There are multiple factors that lead to misdiagnosis of vitamin B12 deficiency. Most physicians are not aware that psychiatric symptoms may sometimes be the only presenting symptoms of vitamin B12 deficiency. Most doctors depend on MCV and MCH values to diagnose vitamin B12 deficiency. However, perturbations in MCV and MCH are late signs of vitamin B12 deficiency. In addition, the serum vitamin B12 test is not very sensitive or specific. At the same time, serum vitamin B12 levels need not to be very low in order to produce psychiatric symptoms . It has been shown that vitamin B12 levels become deficient in neuronal tissue before deficiency is evident in the serum . In such cases, homocysteine and methylmalonic acid assays increase the specificity of the diagnosis of B12 deficiency . However, since these lab tests are not available in our hospital, we confirmed our diagnosis using the treatment response. The patient had dramatic clinical improvement and MCV dropped to 79 fL.

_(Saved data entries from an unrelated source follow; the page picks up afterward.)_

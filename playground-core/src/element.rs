//! Canvas elements - the objects a user places on the playground.

use std::fmt;
use std::str::FromStr;
use std::sync::Arc;

use serde::{Deserialize, Serialize};
use uuid::Uuid;

use crate::geometry::Rect;
use crate::{registry, PlaygroundError, PlaygroundResult};

/// Unique identifier for an element.
///
/// Ids are opaque strings. New elements get a UUID v4, but any non-empty
/// string is accepted so that snapshots written with other id schemes load
/// unchanged.
#[derive(Debug, Clone, PartialEq, Eq, Hash, Serialize, Deserialize)]
#[serde(transparent)]
pub struct ElementId(Arc<str>);

impl ElementId {
    /// Create a new unique element ID.
    #[must_use]
    pub fn new() -> Self {
        Self(Uuid::new_v4().to_string().into())
    }

    /// Parse an element ID from its string form.
    ///
    /// # Errors
    ///
    /// Returns [`PlaygroundError::InvalidElementId`] if the string is empty.
    pub fn parse(s: &str) -> PlaygroundResult<Self> {
        if s.is_empty() {
            return Err(PlaygroundError::InvalidElementId("empty id".to_string()));
        }
        Ok(Self(s.into()))
    }

    /// The id as a string slice.
    #[must_use]
    pub fn as_str(&self) -> &str {
        &self.0
    }
}

impl Default for ElementId {
    fn default() -> Self {
        Self::new()
    }
}

impl fmt::Display for ElementId {
    fn fmt(&self, f: &mut fmt::Formatter<'_>) -> fmt::Result {
        f.write_str(&self.0)
    }
}

impl FromStr for ElementId {
    type Err = PlaygroundError;

    fn from_str(s: &str) -> Result<Self, Self::Err> {
        Self::parse(s)
    }
}

/// The fixed kind of an element, determining its attribute shape.
#[derive(Debug, Clone, Copy, PartialEq, Eq, Hash, Serialize, Deserialize)]
#[serde(rename_all = "lowercase")]
pub enum Variant {
    /// Styled text block.
    Text,
    /// Image referenced by URL.
    Image,
    /// Vector shape described by SVG path data.
    Shape,
}

impl Variant {
    /// Every variant, in palette order.
    pub const ALL: [Self; 3] = [Self::Text, Self::Image, Self::Shape];

    /// The lowercase tag used on the wire and in the palette.
    #[must_use]
    pub const fn as_str(self) -> &'static str {
        match self {
            Self::Text => "text",
            Self::Image => "image",
            Self::Shape => "shape",
        }
    }
}

impl fmt::Display for Variant {
    fn fmt(&self, f: &mut fmt::Formatter<'_>) -> fmt::Result {
        f.write_str(self.as_str())
    }
}

impl FromStr for Variant {
    type Err = PlaygroundError;

    fn from_str(s: &str) -> Result<Self, Self::Err> {
        match s {
            "text" => Ok(Self::Text),
            "image" => Ok(Self::Image),
            "shape" => Ok(Self::Shape),
            other => Err(PlaygroundError::InvalidVariant(other.to_string())),
        }
    }
}

/// Attributes of a text element.
#[derive(Debug, Clone, PartialEq, Eq, Serialize, Deserialize)]
#[serde(rename_all = "camelCase")]
#[allow(clippy::struct_excessive_bools)]
pub struct TextAttributes {
    /// Text content.
    pub content: String,
    /// CSS font family.
    pub font_family: String,
    /// Font size in pixels.
    pub font_size: u32,
    /// Bold weight.
    pub bold: bool,
    /// Italic style.
    pub italic: bool,
    /// Underline decoration.
    pub underline: bool,
}

/// Attributes of an image element.
#[derive(Debug, Clone, PartialEq, Eq, Serialize, Deserialize)]
pub struct ImageAttributes {
    /// Image source URL.
    pub src: String,
}

/// Attributes of a shape element.
#[derive(Debug, Clone, PartialEq, Eq, Serialize, Deserialize)]
pub struct ShapeAttributes {
    /// SVG path data, drawn in a 150x150 view box.
    pub path: String,
}

/// Variant-specific attributes of an element.
///
/// The store treats these as opaque: it stores and merges them but assigns
/// no meaning to individual fields.
#[derive(Debug, Clone, PartialEq, Eq, Serialize, Deserialize)]
#[serde(tag = "type", content = "properties", rename_all = "lowercase")]
pub enum ElementKind {
    /// A text element.
    Text(TextAttributes),
    /// An image element.
    Image(ImageAttributes),
    /// A shape element.
    Shape(ShapeAttributes),
}

impl ElementKind {
    /// The variant tag of these attributes.
    #[must_use]
    pub const fn variant(&self) -> Variant {
        match self {
            Self::Text(_) => Variant::Text,
            Self::Image(_) => Variant::Image,
            Self::Shape(_) => Variant::Shape,
        }
    }

    /// Shallow-merge a patch into these attributes.
    ///
    /// Fields present in the patch overwrite existing values; absent fields
    /// are preserved. Returns `false` without touching anything when the
    /// patch targets a different variant.
    pub fn merge(&mut self, patch: AttributePatch) -> bool {
        match (self, patch) {
            (Self::Text(attrs), AttributePatch::Text(p)) => {
                merge_field(&mut attrs.content, p.content);
                merge_field(&mut attrs.font_family, p.font_family);
                merge_field(&mut attrs.font_size, p.font_size);
                merge_field(&mut attrs.bold, p.bold);
                merge_field(&mut attrs.italic, p.italic);
                merge_field(&mut attrs.underline, p.underline);
                true
            }
            (Self::Image(attrs), AttributePatch::Image(p)) => {
                merge_field(&mut attrs.src, p.src);
                true
            }
            (Self::Shape(attrs), AttributePatch::Shape(p)) => {
                merge_field(&mut attrs.path, p.path);
                true
            }
            _ => false,
        }
    }
}

fn merge_field<T>(slot: &mut T, value: Option<T>) {
    if let Some(value) = value {
        *slot = value;
    }
}

/// Partial update for [`TextAttributes`].
#[derive(Debug, Clone, Default, PartialEq, Eq, Serialize, Deserialize)]
#[serde(rename_all = "camelCase", default)]
pub struct TextPatch {
    /// New text content.
    #[serde(skip_serializing_if = "Option::is_none")]
    pub content: Option<String>,
    /// New font family.
    #[serde(skip_serializing_if = "Option::is_none")]
    pub font_family: Option<String>,
    /// New font size in pixels.
    #[serde(skip_serializing_if = "Option::is_none")]
    pub font_size: Option<u32>,
    /// New bold flag.
    #[serde(skip_serializing_if = "Option::is_none")]
    pub bold: Option<bool>,
    /// New italic flag.
    #[serde(skip_serializing_if = "Option::is_none")]
    pub italic: Option<bool>,
    /// New underline flag.
    #[serde(skip_serializing_if = "Option::is_none")]
    pub underline: Option<bool>,
}

/// Partial update for [`ImageAttributes`].
#[derive(Debug, Clone, Default, PartialEq, Eq, Serialize, Deserialize)]
#[serde(default)]
pub struct ImagePatch {
    /// New image source URL.
    #[serde(skip_serializing_if = "Option::is_none")]
    pub src: Option<String>,
}

/// Partial update for [`ShapeAttributes`].
#[derive(Debug, Clone, Default, PartialEq, Eq, Serialize, Deserialize)]
#[serde(default)]
pub struct ShapePatch {
    /// New SVG path data.
    #[serde(skip_serializing_if = "Option::is_none")]
    pub path: Option<String>,
}

/// A partial attribute mapping, keyed by the variant it applies to.
#[derive(Debug, Clone, PartialEq, Eq, Serialize, Deserialize)]
#[serde(tag = "type", content = "properties", rename_all = "lowercase")]
pub enum AttributePatch {
    /// Patch for a text element.
    Text(TextPatch),
    /// Patch for an image element.
    Image(ImagePatch),
    /// Patch for a shape element.
    Shape(ShapePatch),
}

impl AttributePatch {
    /// The variant this patch applies to.
    #[must_use]
    pub const fn variant(&self) -> Variant {
        match self {
            Self::Text(_) => Variant::Text,
            Self::Image(_) => Variant::Image,
            Self::Shape(_) => Variant::Shape,
        }
    }

    /// Parse a bare JSON properties object as a patch for `variant`.
    ///
    /// This is the shape the attribute panel emits, e.g. `{"bold": true}`.
    ///
    /// # Errors
    ///
    /// Returns [`PlaygroundError::Serialization`] if the object does not fit
    /// the variant's patch shape.
    pub fn from_json(variant: Variant, json: &str) -> PlaygroundResult<Self> {
        Ok(match variant {
            Variant::Text => Self::Text(serde_json::from_str(json)?),
            Variant::Image => Self::Image(serde_json::from_str(json)?),
            Variant::Shape => Self::Shape(serde_json::from_str(json)?),
        })
    }
}

/// Position in canvas-local coordinates.
#[derive(Debug, Clone, Copy, Default, PartialEq, Eq, Hash, Serialize, Deserialize)]
pub struct Position {
    /// Pixels from the canvas left edge.
    pub x: i32,
    /// Pixels from the canvas top edge.
    pub y: i32,
}

impl Position {
    /// Create a position.
    #[must_use]
    pub const fn new(x: i32, y: i32) -> Self {
        Self { x, y }
    }

    /// Round fractional coordinates to the nearest integer position.
    #[must_use]
    #[allow(clippy::cast_possible_truncation)] // saturating cast, canvas coordinates fit i32
    pub fn rounded(x: f64, y: f64) -> Self {
        Self {
            x: x.round() as i32,
            y: y.round() as i32,
        }
    }
}

/// Element dimensions in pixels.
#[derive(Debug, Clone, Copy, Default, PartialEq, Eq, Hash, Serialize, Deserialize)]
pub struct Size {
    /// Width in pixels.
    pub width: u32,
    /// Height in pixels.
    pub height: u32,
}

impl Size {
    /// Create a size.
    #[must_use]
    pub const fn new(width: u32, height: u32) -> Self {
        Self { width, height }
    }
}

/// One placed object on the canvas.
#[derive(Debug, Clone, PartialEq, Eq)]
pub struct Element {
    /// Unique identifier, immutable after creation.
    pub id: ElementId,
    /// Variant-specific attributes.
    pub kind: ElementKind,
    /// Top-left corner in canvas-local coordinates.
    pub position: Position,
    /// Width and height.
    pub size: Size,
}

impl Element {
    /// Create an element of `variant` at `position` with registry defaults.
    #[must_use]
    pub fn new(variant: Variant, position: Position) -> Self {
        Self {
            id: ElementId::new(),
            kind: registry::default_kind(variant),
            position,
            size: registry::default_size(variant),
        }
    }

    /// The element's variant.
    #[must_use]
    pub const fn variant(&self) -> Variant {
        self.kind.variant()
    }

    /// Bounding box in canvas-local coordinates.
    #[must_use]
    pub fn bounds(&self) -> Rect {
        Rect::new(
            f64::from(self.position.x),
            f64::from(self.position.y),
            f64::from(self.size.width),
            f64::from(self.size.height),
        )
    }
}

It is vital for physicians to approach each patient with a sense of clinical reasoning . There has been an evolving discussion in the literature of the dual process theory of clinical reasoning. The dual process theory consists of two components: intuition and analytical thinking . This case justifies the use of intuition and “fast thinking.” It not only led us to think outside of the box, but to also reconsider the patient’s initial diagnosis. On the other hand, the use of analytical thinking or “slow thinking” allowed us to gather information regarding all of the features of the patient and to determine a differential diagnosis. Our patient was examined by many physicians from many specialties who were all focused on one diagnosis without considering alternatives despite the lack of response to treatment. It is easy to label a patient with a specific diagnosis, but the challenge is to justify this diagnosis and to confirm it. This may be achieved by following a rigorous model in clinical reasoning.
Although vitamin B12 deficiency is common, it may sometimes be overlooked. The most common known manifestation of vitamin B12 deficiency is megaloblastic anemia. The purpose of this case report is to show that if vitamin B12 deficiency remains undiagnosed, serious sequelae may occur. Assessment of B12 levels should be included as a standard evaluation in patients presenting with new onset of depressive disorders, acute delirium, dementia, or psychosis. Therefore, prevention, early detection, and management of this reversible state are of profound importance.
The authors declare no conflict of interests regarding the publication of this paper.